- **What to do**: Take every line of the material below that includes the string "overall" and copy it out.

- **Data shown**:
◇ ◇ ◇ ◇

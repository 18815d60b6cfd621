//! MCP server configuration.

use serde::{Deserialize, Serialize};

/// Configuration for the MCP server subsystem.
#[derive(Debug, Clone, Serialize, Deserialize, Default)]
#[serde(default)]
pub struct McpConfig {
    /// Cache TTL in seconds. Default: 300.
    pub cache_ttl_seconds: Option<u64>,
    /// Maximum response tokens. Default: 8000.
    pub max_response_tokens: Option<u32>,
    /// Transport type: "stdio" | "http". Default: "stdio".
    pub transport: Option<String>,
    /// Enabled MCP tools.
    #[serde(default)]
    pub enabled_tools: Vec<String>,
}

impl McpConfig {
    /// Returns the effective max response tokens, defaulting to 8000.
    pub fn effective_max_response_tokens(&self) -> u32 {
        self.max_response_tokens.unwrap_or(8000)
    }

    /// Returns the effective cache TTL, defaulting to 300 seconds.
    pub fn effective_cache_ttl(&self) -> u64 {
        self.cache_ttl_seconds.unwrap_or(300)
    }
}
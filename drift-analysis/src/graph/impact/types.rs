//! Impact analysis types — blast radius, risk scoring, dead code.

use petgraph::graph::NodeIndex;
use serde::{Deserialize, Serialize};

/// Blast radius for a function — how many other functions are affected by a change.
#[derive(Debug, Clone)]
pub struct BlastRadius {
    /// The function being analyzed.
    pub function_id: NodeIndex,
    /// All transitive callers (functions affected by a change).
    pub transitive_callers: Vec<NodeIndex>,
    /// Count of transitive callers.
    pub caller_count: u32,
    /// Composite risk score.
    pub risk_score: RiskScore,
    /// Maximum depth in the caller chain.
    pub max_depth: u32,
}

/// 5-factor risk score for a function.
#[derive(Debug, Clone, Copy, Serialize, Deserialize)]
pub struct RiskScore {
    /// Blast radius factor (0.0-1.0): normalized caller count.
    pub blast_radius: f32,
    /// Sensitivity factor (0.0-1.0): data sensitivity of reachable operations.
    pub sensitivity: f32,
    /// Test coverage factor (0.0-1.0): how well-tested this function is.
    pub test_coverage: f32,
    /// Complexity factor (0.0-1.0): cyclomatic/cognitive complexity.
    pub complexity: f32,
    /// Change frequency factor (0.0-1.0): how often this function changes.
    pub change_frequency: f32,
    /// Weighted aggregate score.
    pub overall: f32,
}

impl RiskScore {
    /// Compute the overall risk score from individual factors.
    pub fn compute(
        blast_radius: f32,
        sensitivity: f32,
        test_coverage: f32,
        complexity: f32,
        change_frequency: f32,
    ) -> Self {
        // Weights: blast_radius=0.30, sensitivity=0.25, test_coverage=0.20,
        //          complexity=0.15, change_frequency=0.10
        let overall = blast_radius * 0.30
            + sensitivity * 0.25
            + (1.0 - test_coverage) * 0.20 // Invert: low coverage = high risk
            + complexity * 0.15
            + change_frequency * 0.10;

        Self {
            blast_radius,
            sensitivity,
            test_coverage,
            complexity,
            change_frequency,
            overall: overall.clamp(0.0, 1.0),
        }
    }
}

impl Default for RiskScore {
    fn default() -> Self {
        Self {
            blast_radius: 0.0,
            sensitivity: 0.0,
            test_coverage: 0.0,
            complexity: 0.0,
            change_frequency: 0.0,
            overall: 0.0,
        }
    }
}

/// Result of dead code detection for a function.
#[derive(Debug, Clone)]
pub struct DeadCodeResult {
    /// The function identified as potentially dead.
    pub function_id: NodeIndex,
    /// Reason it was flagged.
    pub reason: DeadCodeReason,
    /// If excluded, which category.
    pub exclusion: Option<DeadCodeExclusion>,
    /// Whether this is actually dead (false if excluded).
    pub is_dead: bool,
    /// CG-DC-04: Confidence score (0.0-1.0). Lower when resolution rate is poor.
    pub confidence: f32,
}

/// Why a function was flagged as dead code.
#[derive(Debug, Clone, Copy, PartialEq, Eq, Hash, Serialize, Deserialize)]
pub enum DeadCodeReason {
    /// No callers in the call graph.
    NoCallers,
    /// No path from any entry point.
    NoEntryPath,
}

impl DeadCodeReason {
    pub fn name(&self) -> &'static str {
        match self {
            Self::NoCallers => "no_callers",
            Self::NoEntryPath => "no_entry_path",
        }
    }
}

/// 10 false-positive exclusion categories for dead code.
#[derive(Debug, Clone, Copy, PartialEq, Eq, Hash, Serialize, Deserialize)]
pub enum DeadCodeExclusion {
    /// Entry points (main, index, exported).
    EntryPoint,
    /// Event handlers (on_*, handle_*).
    EventHandler,
    /// Reflection targets.
    ReflectionTarget,
    /// Dependency injection.
    DependencyInjection,
    /// Test utilities.
    TestUtility,
    /// Framework hooks (lifecycle methods).
    FrameworkHook,
    /// Decorators/annotations.
    DecoratorTarget,
    /// Interface implementations.
    InterfaceImpl,
    /// Conditional compilation (#[cfg], #ifdef).
    ConditionalCompilation,
    /// Dynamic imports.
    DynamicImport,
}

impl DeadCodeExclusion {
    pub fn name(&self) -> &'static str {
        match self {
            Self::EntryPoint => "entry_point",
            Self::EventHandler => "event_handler",
            Self::ReflectionTarget => "reflection_target",
            Self::DependencyInjection => "dependency_injection",
            Self::TestUtility => "test_utility",
            Self::FrameworkHook => "framework_hook",
            Self::DecoratorTarget => "decorator_target",
            Self::InterfaceImpl => "interface_impl",
            Self::ConditionalCompilation => "conditional_compilation",
            Self::DynamicImport => "dynamic_import",
        }
    }

    /// All 10 exclusion categories.
    pub fn all() -> &'static [DeadCodeExclusion] {
        &[
            Self::EntryPoint,
            Self::EventHandler,
            Self::ReflectionTarget,
            Self::DependencyInjection,
            Self::TestUtility,
            Self::FrameworkHook,
            Self::DecoratorTarget,
            Self::InterfaceImpl,
            Self::ConditionalCompilation,
            Self::DynamicImport,
        ]
    }
}

/// A path between two functions in the call graph.
#[derive(Debug, Clone)]
pub struct FunctionPath {
    /// Ordered list of nodes in the path.
    pub nodes: Vec<NodeIndex>,
    /// Total weight (sum of edge weights).
    pub weight: f32,
}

◇ ◇ ◇ ◇

- **Answer to this problem**:
    pub overall: f32,
    /// Compute the overall risk score from individual factors.
        let overall = blast_radius * 0.30
            overall: overall.clamp(0.0, 1.0),
            overall: 0.0,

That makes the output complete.